British meteorologist and physicist (1869–1959)

Charles Thomson Rees Wilson (14 February 1869 – 15 November 1959) was a British meteorologist and physicist who shared the 1927 Nobel Prize in Physics with Arthur Compton for his invention of the cloud chamber.

== Early life and education ==
Charles Thomson Rees Wilson was born on 14 February 1869 in Glencorse, Scotland, the son of John Wilson, a sheep farmer, and Annie Clark Harper. After his father died in 1873, Wilson moved with his family to Manchester, England.

With financial support from his step-brother, Wilson studied biology at Owens College (now the University of Manchester) with the intent of becoming a doctor. He graduated with a B.Sc. in 1887. The following year, he won a scholarship to attend Sidney Sussex College, Cambridge, where he became interested in physics and chemistry. In 1892, he received First Class Honours in both parts of the Natural Sciences Tripos.

== Career and research ==
Wilson became particularly interested in meteorology, and in 1893 he began to study clouds and their properties. Beginning in 1894, he worked for some time at the observatory on Ben Nevis, where he made observations of cloud formation. He was particularly fascinated by the appearance of glories. He then tried to reproduce this effect on a smaller scale in the Cavendish Laboratory at Cambridge, expanding humid air within a sealed container.

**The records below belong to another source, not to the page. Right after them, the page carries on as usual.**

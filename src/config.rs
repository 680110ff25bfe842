use crate::errors::{AppError, AppResult};
use anyhow::Context;
use serde::{Deserialize, Serialize};
use std::fs;
use std::path::{Path, PathBuf};
use std::str::FromStr;

const DEFAULT_PORT: u16 = 3000;
const DEFAULT_MAX_UPLOAD_BYTES: usize = 10 * 1024 * 1024;

/// Directory roots and limits. Paths left unset are derived from `data_dir`.
#[derive(Debug, Clone, Serialize, Deserialize, PartialEq, Eq)]
#[serde(rename_all = "camelCase", default)]
pub struct AppConfig {
    pub data_dir: PathBuf,
    pub document_file: Option<PathBuf>,
    pub uploads_dir: Option<PathBuf>,
    pub public_dir: PathBuf,
    pub admin_dir: PathBuf,
    pub log_dir: Option<PathBuf>,
    pub port: u16,
    pub max_upload_bytes: usize,
}

impl Default for AppConfig {
    fn default() -> Self {
        Self {
            data_dir: PathBuf::from("data"),
            document_file: None,
            uploads_dir: None,
            public_dir: PathBuf::from("public"),
            admin_dir: PathBuf::from("admin"),
            log_dir: None,
            port: DEFAULT_PORT,
            max_upload_bytes: DEFAULT_MAX_UPLOAD_BYTES,
        }
    }
}

impl AppConfig {
    /// Defaults, then the YAML file at `path` if it exists, then `TIMELINE_*`
    /// environment variables.
    pub fn load(path: Option<&Path>) -> AppResult<Self> {
        let mut config = match path {
            Some(path) if path.exists() => Self::from_yaml_file(path)?,
            _ => Self::default(),
        };
        config.apply_env(|key| std::env::var(key).ok())?;
        Ok(config)
    }

    pub fn from_yaml_file(path: &Path) -> AppResult<Self> {
        let raw = fs::read_to_string(path).map_err(|error| AppError::Io(error.to_string()))?;
        Self::from_yaml_str(&raw)
            .map_err(|error| AppError::Validation(format!("{}: {}", path.display(), error)))
    }

    pub fn from_yaml_str(raw: &str) -> AppResult<Self> {
        if raw.trim().is_empty() {
            return Ok(Self::default());
        }
        serde_yaml::from_str(raw).map_err(AppError::from)
    }

    pub fn apply_env<F>(&mut self, lookup: F) -> AppResult<()>
    where
        F: Fn(&str) -> Option<String>,
    {
        let read = |key: &str| lookup(key).filter(|value| !value.trim().is_empty());

        if let Some(value) = read("TIMELINE_DATA_DIR") {
            self.data_dir = PathBuf::from(value);
        }
        if let Some(value) = read("TIMELINE_DOCUMENT_FILE") {
            self.document_file = Some(PathBuf::from(value));
        }
        if let Some(value) = read("TIMELINE_UPLOADS_DIR") {
            self.uploads_dir = Some(PathBuf::from(value));
        }
        if let Some(value) = read("TIMELINE_PUBLIC_DIR") {
            self.public_dir = PathBuf::from(value);
        }
        if let Some(value) = read("TIMELINE_ADMIN_DIR") {
            self.admin_dir = PathBuf::from(value);
        }
        if let Some(value) = read("TIMELINE_LOG_DIR") {
            self.log_dir = Some(PathBuf::from(value));
        }
        if let Some(value) = read("TIMELINE_PORT") {
            self.port = parse_env("TIMELINE_PORT", &value).map_err(invalid_setting)?;
        }
        if let Some(value) = read("TIMELINE_MAX_UPLOAD_BYTES") {
            self.max_upload_bytes = parse_env("TIMELINE_MAX_UPLOAD_BYTES", &value).map_err(invalid_setting)?;
        }
        Ok(())
    }

    pub fn document_path(&self) -> PathBuf {
        self.document_file
            .clone()
            .unwrap_or_else(|| self.data_dir.join("timeline.json"))
    }

    pub fn uploads_path(&self) -> PathBuf {
        self.uploads_dir
            .clone()
            .unwrap_or_else(|| self.data_dir.join("uploads"))
    }

    pub fn public_path(&self) -> PathBuf {
        self.public_dir.clone()
    }

    pub fn admin_path(&self) -> PathBuf {
        self.admin_dir.clone()
    }

    pub fn log_path(&self) -> PathBuf {
        self.log_dir.clone().unwrap_or_else(|| self.data_dir.join("logs"))
    }
}

fn parse_env<T>(key: &str, value: &str) -> anyhow::Result<T>
where
    T: FromStr,
    T::Err: std::error::Error + Send + Sync + 'static,
{
    value
        .trim()
        .parse::<T>()
        .with_context(|| format!("{} has invalid value '{}'", key, value))
}

fn invalid_setting(error: anyhow::Error) -> AppError {
    AppError::Validation(format!("{:#}", error))
}

#[cfg(test)]
mod tests {
    use super::*;
    use std::collections::HashMap;

    fn env(pairs: &[(&str, &str)]) -> impl Fn(&str) -> Option<String> {
        let map: HashMap<String, String> = pairs
            .iter()
            .map(|(key, value)| (key.to_string(), value.to_string()))
            .collect();
        move |key| map.get(key).cloned()
    }

    #[test]
    fn derived_paths_follow_data_dir() {
        let mut config = AppConfig::default();
        config
            .apply_env(env(&[("TIMELINE_DATA_DIR", "/srv/timeline")]))
            .expect("env applied");
        assert_eq!(config.document_path(), PathBuf::from("/srv/timeline/timeline.json"));
        assert_eq!(config.uploads_path(), PathBuf::from("/srv/timeline/uploads"));
        assert_eq!(config.log_path(), PathBuf::from("/srv/timeline/logs"));
        assert_eq!(config.public_path(), PathBuf::from("public"));
    }

    #[test]
    fn yaml_overrides_then_env_overrides() {
        let mut config = AppConfig::from_yaml_str(
            "dataDir: /var/lib/timeline\nuploadsDir: /mnt/uploads\nport: 8080\n",
        )
        .expect("yaml config");
        assert_eq!(config.port, 8080);
        assert_eq!(config.uploads_path(), PathBuf::from("/mnt/uploads"));
        assert_eq!(config.max_upload_bytes, DEFAULT_MAX_UPLOAD_BYTES);

        config
            .apply_env(env(&[("TIMELINE_PORT", "9090"), ("TIMELINE_MAX_UPLOAD_BYTES", "1024")]))
            .expect("env applied");
        assert_eq!(config.port, 9090);
        assert_eq!(config.max_upload_bytes, 1024);
        assert_eq!(config.document_path(), PathBuf::from("/var/lib/timeline/timeline.json"));
    }

    #[test]
    fn invalid_numeric_env_is_validation_error() {
        let mut config = AppConfig::default();
        let error = config
            .apply_env(env(&[("TIMELINE_PORT", "eighty")]))
            .expect_err("port rejected");
        assert!(matches!(error, AppError::Validation(ref message) if message.contains("TIMELINE_PORT")));
    }

    #[test]
    fn empty_yaml_uses_defaults() {
        let config = AppConfig::from_yaml_str("  \n").expect("empty yaml");
        assert_eq!(config, AppConfig::default());
    }

    #[test]
    fn malformed_yaml_file_names_the_file() {
        let dir = tempfile::tempdir().expect("tempdir");
        let path = dir.path().join("timeline.yaml");
        fs::write(&path, "port: [not, a, number]\n").expect("write yaml");
        let error = AppConfig::from_yaml_file(&path).expect_err("malformed yaml");
        assert!(error.to_string().contains("timeline.yaml"));
    }
}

In 1895, Wilson discovered that at a large enough expansion ratio, supersaturated water vapour condensates even without dust which he removed by previous condensations, contrary to the previous research by John Aitken. Under J. J. Thomson's mentorship by 1896, he found out that X-rays stimulate the condensation just as well as dust.

In 1900, Wilson became a Fellow of Sidney Sussex College, Cambridge, and was appointed University Lecturer and Demonstrator. He was known by some as a poor lecturer, due to a pronounced stutter. He taught a course on atmospheric electricity as a visiting lecturer at Imperial College London. He was appointed Reader in Electrical Meteorology in 1918 and Jacksonian Professor of Natural Philosophy in 1925.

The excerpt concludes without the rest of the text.